#### [TO DO]
Please return the lines below verbatim, beginning at the one that has "let mut picked: Vec<Turn>" and stopping after the one that has "let joined = turns.iter().map(|t|", and add no other lines.
[ENTRIES SHOWN — start]
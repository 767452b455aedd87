//! Time-decay ranking (Open Question resolution, §9): entries are scored
//! by `exp(-age_days * ln2 / half_life_days)`, documented here at
//! half-life=30 with ages 0/30/60 yielding 1.0/0.5/0.25.

use crate::types::Turn;
use chrono::{DateTime, Utc};

pub fn decay_score(age_days: f64, half_life_days: f64) -> f64 {
    (-age_days * std::f64::consts::LN_2 / half_life_days).exp()
}

/// Ranks `turns` by decay score (most relevant first) and takes the top-K.
pub fn rank_by_decay(turns: &[Turn], half_life_days: f64, top_k: usize, now: DateTime<Utc>) -> Vec<Turn> {
    let mut scored: Vec<(f64, &Turn)> = turns.iter().map(|t| (decay_score(t.age_days(now), half_life_days), t)).collect();
    scored.sort_by(|a, b| b.0.partial_cmp(&a.0).unwrap_or(std::cmp::Ordering::Equal));
    scored.into_iter().take(top_k).map(|(_, t)| t.clone()).collect()
}

#[cfg(test)]
mod tests {
    use super::*;

    #[test]
    fn half_life_thirty_days_matches_documented_values() {
        assert!((decay_score(0.0, 30.0) - 1.0).abs() < 1e-9);
        assert!((decay_score(30.0, 30.0) - 0.5).abs() < 1e-9);
        assert!((decay_score(60.0, 30.0) - 0.25).abs() < 1e-9);
    }
}
//! Tool Executor (C7, §4.5) for the flow engine workspace.
//!
//! Houses HTTP/GraphQL/multipart/local-function tool dispatch with auth,
//! rate limiting, retry/backoff, and JSON-schema response validation. The
//! structured event/tracing layer (C14) lives in `flow-engine`, upstream of
//! this crate, per the crate split in SPEC_FULL.md §2.

pub mod tool_exec;
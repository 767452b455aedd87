//! # flow-store — Frame Store for the Flow Execution Engine
//!
//! The Frame Store (C3, §4.7) is the tabular substrate the Record Layer
//! (`flow-records`) and the Transaction Manager (`flow-engine`) build on: a
//! named collection of dict-of-lists "frames", each holding rows of
//! [`flow_core::Value`]s, with query translation, a deep-copy [`Snapshot`]
//! for transaction rollback, and an optional lazy CSV-backed implementation
//! for file-backed frames.
//!
//! ## Core Concepts
//!
//! - [`FrameStore`] — the trait every backend implements:
//!   `ensure_frame`/`insert`/`get_by_primary_key`/`query`/`update`/`delete`/
//!   `all`/`snapshot`/`restore`. Implementors own rows exclusively; every
//!   returned row is a shallow copy the caller may freely mutate.
//! - [`Condition`] — the normalized boolean tree a `where`-expression
//!   compiles to (`Leaf`/`And`/`Or`/`All`/`Any`), with
//!   [`Condition::as_primary_key_eq`] recognizing the single-leaf
//!   primary-key fast path.
//! - [`InMemoryFrameStore`] — the reference backend, a
//!   `parking_lot::RwLock<IndexMap<String, Vec<Row>>>`.
//! - [`FileFrameStore`] — lazily loads CSV-backed frames into an internal
//!   `InMemoryFrameStore` cache on first access.

pub mod csv_store;
pub mod error;
pub mod memory;
pub mod traits;

pub use csv_store::{CsvSource, FileFrameStore, HeaderMode};
pub use error::{FrameStoreError, Result};
pub use memory::InMemoryFrameStore;
pub use traits::{CompareOp, Condition, FrameStore, QueryOptions, Row, Snapshot, SortDirection};
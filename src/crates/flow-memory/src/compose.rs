//! `build_memory_messages`/`persist_memory_state`/`vacuum_memory_state`
//! (§4.6): compose recall messages from bound stores, persist new turns
//! and run each kind's post-processing pipeline, and prune retention.

use crate::backend::MemoryBackend;
use crate::decay::rank_by_decay;
use crate::error::Result;
use crate::pii::scrub;
use crate::types::{MemoryKind, MemoryScope, MemoryState, MemoryStoreConfig, PipelineStep, RecallRule, Turn};
use async_trait::async_trait;
use chrono::Utc;
use flow_core::Message;
use indexmap::IndexMap;

#[async_trait]
pub trait Summariser: Send + Sync {
    async fn summarise(&self, turns: &[Turn]) -> Result<String>;
}

#[async_trait]
pub trait FactExtractor: Send + Sync {
    async fn extract(&self, turns: &[Turn]) -> Result<Vec<String>>;
}

fn resolve_session_key(config: &MemoryStoreConfig, session_id: &str, user_id: Option<&str>) -> (String, bool) {
    crate::types::resolve_session_key(config.scope, session_id, user_id)
}

fn retained(history: Vec<Turn>, retention_days: Option<i64>) -> Vec<Turn> {
    let Some(days) = retention_days else { return history };
    let now = Utc::now();
    history.into_iter().filter(|t| t.age_days(now) <= days as f64).collect()
}

fn turn_to_message(turn: &Turn) -> Message {
    match turn.role.as_str() {
        "assistant" | "ai" => Message::assistant(turn.content.clone()),
        "system" => Message::system(turn.content.clone()),
        _ => Message::human(turn.content.clone()),
    }
}

/// Composes the recall messages for one AI call invocation, in canonical
/// kind order (`short_term -> long_term -> episodic -> semantic ->
/// profile`), applying each kind's recall rule, retention window, and
/// optional time-decay ranking.
pub async fn build_memory_messages(
    backend: &dyn MemoryBackend,
    ai_key: &str,
    configs: &IndexMap<MemoryKind, MemoryStoreConfig>,
    recall_rules: &[RecallRule],
    session_id: &str,
    user_id: Option<&str>,
) -> Result<(Vec<Message>, MemoryState)> {
    let mut state = MemoryState::new();
    let mut per_kind: IndexMap<MemoryKind, Vec<Turn>> = IndexMap::new();

    for rule in recall_rules {
        let Some(config) = configs.get(&rule.source) else { continue };
        let (session_key, fallback) = resolve_session_key(config, session_id, user_id);
        state.session_keys.insert(rule.source, session_key.clone());
        state.scope_fallback.insert(rule.source, fallback);

        let history = backend.load_history(ai_key, &session_key, None).await?;
        let history = retained(history, config.retention_days);
        let picked = match config.time_decay_half_life_days {
            Some(half_life) => rank_by_decay(&history, half_life, rule.count, Utc::now()),
            None => {
                let mut picked: Vec<Turn> = history.into_iter().rev().take(rule.count).collect();
                picked.reverse();
                picked
            }
        };
        per_kind.entry(rule.source).or_default().extend(picked);
    }

    for turns in per_kind.values_mut() {
        turns.sort_by_key(|t| t.created_at);
    }

    let mut messages = Vec::new();
    for kind in MemoryKind::all() {
        let Some(turns) = per_kind.get(&kind) else { continue };
        if turns.is_empty() {
            continue;
        }
        if kind == MemoryKind::Profile {
            let joined = turns.iter().map(|t| t.content.as_str()).collect::<Vec<_>>().join("; ");
            messages.push(Message::system(format!("User profile: {joined}")));
        } else {
            messages.extend(turns.iter().map(turn_to_message));
        }
    }

    Ok((messages, state))
}

/// Appends the latest turn to every bound kind and runs each kind's
/// pipeline (`llm_summariser`/`llm_fact_extractor`/`vectoriser`).
#[allow(clippy::too_many_arguments)]
pub async fn persist_memory_state(
    backend: &dyn MemoryBackend,
    configs: &IndexMap<MemoryKind, MemoryStoreConfig>,
    state: &mut MemoryState,
    ai_key: &str,
    session_id: &str,
    user_id: Option<&str>,
    user_text: &str,
    assistant_text: &str,
    summariser: Option<&dyn Summariser>,
    fact_extractor: Option<&dyn FactExtractor>,
) -> Result<()> {
    let mut semantic_session_key = None;
    for (kind, config) in configs {
        let (session_key, fallback) = resolve_session_key(config, session_id, user_id);
        state.session_keys.insert(*kind, session_key.clone());
        state.scope_fallback.insert(*kind, fallback);
        if *kind == MemoryKind::Semantic {
            semantic_session_key = Some(session_key.clone());
        }

        let now = Utc::now();
        let turns = vec![
            Turn::new("human", scrub(&config.pii_policy, user_text), now),
            Turn::new("assistant", scrub(&config.pii_policy, assistant_text), now),
        ];
        backend.append_turns(ai_key, &session_key, turns, user_id).await?;

        for step in &config.pipeline {
            match step {
                PipelineStep::LlmSummariser => {
                    if let Some(summariser) = summariser {
                        let history = backend.get_full_history(ai_key, &session_key).await?;
                        let summary = summariser.summarise(&history).await?;
                        backend.append_summary(ai_key, &session_key, summary).await?;
                    }
                }
                PipelineStep::LlmFactExtractor => {
                    if let Some(extractor) = fact_extractor {
                        let history = backend.get_full_history(ai_key, &session_key).await?;
                        let facts = extractor.extract(&history).await?;
                        backend.append_facts(ai_key, &session_key, facts).await?;
                    }
                }
                PipelineStep::Vectoriser { model } => {
                    let target = semantic_session_key.clone().unwrap_or_else(|| session_key.clone());
                    let marker = format!("[vectoriser:{model}] {assistant_text}");
                    backend.append_turns(ai_key, &target, vec![Turn::new("assistant", marker, now)], user_id).await?;
                }
            }
        }
    }
    Ok(())
}

pub async fn vacuum_memory_state(
    backend: &dyn MemoryBackend,
    configs: &IndexMap<MemoryKind, MemoryStoreConfig>,
    state: &MemoryState,
    ai_key: &str,
) -> Result<usize> {
    let mut total = 0;
    for (kind, config) in configs {
        let Some(retention_days) = config.retention_days else { continue };
        let Some(session_key) = state.session_keys.get(kind) else { continue };
        total += backend.vacuum(ai_key, session_key, retention_days).await?;
    }
    Ok(total)
}

#[cfg(test)]
mod tests {
    use super::*;
    use crate::backend::InMemoryBackend;
    use crate::types::MemoryScope;

    fn configs() -> IndexMap<MemoryKind, MemoryStoreConfig> {
        let mut m = IndexMap::new();
        m.insert(MemoryKind::ShortTerm, MemoryStoreConfig::new(MemoryKind::ShortTerm, "short"));
        m
    }

    #[tokio::test]
    async fn build_messages_falls_back_to_per_session_without_user_id() {
        let backend = InMemoryBackend::new();
        let mut configs = configs();
        configs.get_mut(&MemoryKind::ShortTerm).unwrap().scope = MemoryScope::PerUser;
        backend.append_turns("ai1", "sess1", vec![Turn::new("human", "hi", Utc::now())], None).await.unwrap();
        let rules = vec![RecallRule { source: MemoryKind::ShortTerm, count: 5, include: None }];
        let (messages, state) = build_memory_messages(&backend, "ai1", &configs, &rules, "sess1", None).await.unwrap();
        assert!(state.scope_fallback.get(&MemoryKind::ShortTerm).copied().unwrap_or(false));
        assert!(messages.is_empty(), "per_session fallback key differs from the per_user key data was written under");
    }

    #[tokio::test]
    async fn persist_then_recall_round_trips() {
        let backend = InMemoryBackend::new();
        let configs = configs();
        let mut state = MemoryState::new();
        persist_memory_state(&backend, &configs, &mut state, "ai1", "sess1", None, "hello", "hi there", None, None).await.unwrap();
        let rules = vec![RecallRule { source: MemoryKind::ShortTerm, count: 5, include: None }];
        let (messages, _) = build_memory_messages(&backend, "ai1", &configs, &rules, "sess1", None).await.unwrap();
        assert_eq!(messages.len(), 2);
    }
}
[ENTRIES SHOWN — finish]
#### [TASK ANSWER]
                let mut picked: Vec<Turn> = history.into_iter().rev().take(rule.count).collect();
                picked.reverse();
                picked
            }
        };
        per_kind.entry(rule.source).or_default().extend(picked);
    }

    for turns in per_kind.values_mut() {
        turns.sort_by_key(|t| t.created_at);
    }

    let mut messages = Vec::new();
    for kind in MemoryKind::all() {
        let Some(turns) = per_kind.get(&kind) else { continue };
        if turns.is_empty() {
            continue;
        }
        if kind == MemoryKind::Profile {
            let joined = turns.iter().map(|t| t.content.as_str()).collect::<Vec<_>>().join("; ");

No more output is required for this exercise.